What needs to be done>
Reproduce every record below exactly as it appears.

Data records>
-.-.-

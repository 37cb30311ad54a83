//! Database models - mapped from SQLite tables

use agentmarket_types::{parse_amount, AgentType, TransactionStatus};
use chrono::{DateTime, Utc};
use rust_decimal::Decimal;
use serde::{Deserialize, Serialize};
use sqlx::types::Json;
use sqlx::FromRow;

// ============================================================================
// Agent Models
// ============================================================================

#[derive(Debug, Clone, FromRow, Serialize, Deserialize)]
pub struct DbAgent {
    pub id: String,
    pub contract_id: i64,
    pub owner: String,
    pub name: String,
    pub description: String,
    pub agent_type: String,
    pub price: String,
    pub metadata: Json<serde_json::Value>,
    pub active: bool,
    pub earnings: String,
    pub total_sales: i64,
    pub rating: f64,
    pub rating_count: i64,
    pub created_at: DateTime<Utc>,
    pub updated_at: DateTime<Utc>,
}

impl DbAgent {
    pub fn kind(&self) -> Option<AgentType> {
        self.agent_type.parse().ok()
    }

    pub fn price_amount(&self) -> Decimal {
        parse_amount(&self.price).unwrap_or_default()
    }

    pub fn earnings_amount(&self) -> Decimal {
        parse_amount(&self.earnings).unwrap_or_default()
    }
}

/// Fields supplied when an agent is registered
#[derive(Debug, Clone)]
pub struct NewAgent {
    pub contract_id: i64,
    pub owner: String,
    pub name: String,
    pub description: String,
    pub agent_type: AgentType,
    pub price: Decimal,
    pub metadata: serde_json::Value,
}

/// Listing filter. Only active agents are ever listed.
#[derive(Debug, Clone, Default)]
pub struct AgentFilter {
    pub agent_type: Option<AgentType>,
    pub owner: Option<String>,
}

// ============================================================================
// Transaction Models
// ============================================================================

#[derive(Debug, Clone, FromRow, Serialize, Deserialize)]
pub struct DbTransaction {
    pub id: String,
    pub agent_id: String,
    pub buyer: String,
    pub amount: String,
    pub tx_hash: String,
    pub status: String,
    pub prompt: String,
    pub response: String,
    pub timestamp: DateTime<Utc>,
}

impl DbTransaction {
    pub fn status(&self) -> Option<TransactionStatus> {
        self.status.parse().ok()
    }

    pub fn amount_value(&self) -> Decimal {
        parse_amount(&self.amount).unwrap_or_default()
    }
}

/// Fields supplied when a purchase or execution attempt is recorded
#[derive(Debug, Clone)]
pub struct NewTransaction {
    pub agent_id: String,
    /// Buyer wallet; `None` is stored as `anonymous`
    pub buyer: Option<String>,
    pub amount: Decimal,
    /// Chain hash; `None` is stored as `pending`
    pub tx_hash: Option<String>,
    pub status: TransactionStatus,
    pub prompt: String,
    pub response: String,
}

// ============================================================================
// Aggregates
// ============================================================================

/// Marketplace-wide counters
#[derive(Debug, Clone, PartialEq, Serialize, Deserialize)]
pub struct CatalogStats {
    pub total_agents: i64,
    /// Distinct known buyer wallets
    pub total_users: i64,
    /// Completed transactions
    pub total_transactions: i64,
    /// Sum of completed transaction amounts
    pub total_volume: Decimal,
}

-.-.-

Exercise result>
repository 37cb30311ad54a83
//! Database models - mapped from SQLite tables

use agentmarket_types::{parse_amount, AgentType, TransactionStatus};
use chrono::{DateTime, Utc};
use rust_decimal::Decimal;
use serde::{Deserialize, Serialize};
use sqlx::types::Json;
use sqlx::FromRow;

// ============================================================================
// Agent Models
// ============================================================================

#[derive(Debug, Clone, FromRow, Serialize, Deserialize)]
pub struct DbAgent {
    pub id: String,
    pub contract_id: i64,
    pub owner: String,
    pub name: String,
    pub description: String,
    pub agent_type: String,
    pub price: String,
    pub metadata: Json<serde_json::Value>,
    pub active: bool,
    pub earnings: String,
    pub total_sales: i64,
    pub rating: f64,
    pub rating_count: i64,
    pub created_at: DateTime<Utc>,
    pub updated_at: DateTime<Utc>,
}

impl DbAgent {
    pub fn kind(&self) -> Option<AgentType> {
        self.agent_type.parse().ok()
    }

    pub fn price_amount(&self) -> Decimal {
        parse_amount(&self.price).unwrap_or_default()
    }

    pub fn earnings_amount(&self) -> Decimal {
        parse_amount(&self.earnings).unwrap_or_default()
    }
}

/// Fields supplied when an agent is registered
#[derive(Debug, Clone)]
pub struct NewAgent {
    pub contract_id: i64,
    pub owner: String,
    pub name: String,
    pub description: String,
    pub agent_type: AgentType,
    pub price: Decimal,
    pub metadata: serde_json::Value,
}

/// Listing filter. Only active agents are ever listed.
#[derive(Debug, Clone, Default)]
pub struct AgentFilter {
    pub agent_type: Option<AgentType>,
    pub owner: Option<String>,
}

// ============================================================================
// Transaction Models
// ============================================================================

#[derive(Debug, Clone, FromRow, Serialize, Deserialize)]
pub struct DbTransaction {
    pub id: String,
    pub agent_id: String,
    pub buyer: String,
    pub amount: String,
    pub tx_hash: String,
    pub status: String,
    pub prompt: String,
    pub response: String,
    pub timestamp: DateTime<Utc>,
}

impl DbTransaction {
    pub fn status(&self) -> Option<TransactionStatus> {
        self.status.parse().ok()
    }

    pub fn amount_value(&self) -> Decimal {
        parse_amount(&self.amount).unwrap_or_default()
    }
}

/// Fields supplied when a purchase or execution attempt is recorded
#[derive(Debug, Clone)]
pub struct NewTransaction {
    pub agent_id: String,
    /// Buyer wallet; `None` is stored as `anonymous`
    pub buyer: Option<String>,
    pub amount: Decimal,
    /// Chain hash; `None` is stored as `pending`
    pub tx_hash: Option<String>,
    pub status: TransactionStatus,
    pub prompt: String,
    pub response: String,
}

// ============================================================================
// Aggregates
// ============================================================================

/// Marketplace-wide counters
#[derive(Debug, Clone, PartialEq, Serialize, Deserialize)]
pub struct CatalogStats {
    pub total_agents: i64,
    /// Distinct known buyer wallets
    pub total_users: i64,
    /// Completed transactions
    pub total_transactions: i64,
    /// Sum of completed transaction amounts
    pub total_volume: Decimal,
}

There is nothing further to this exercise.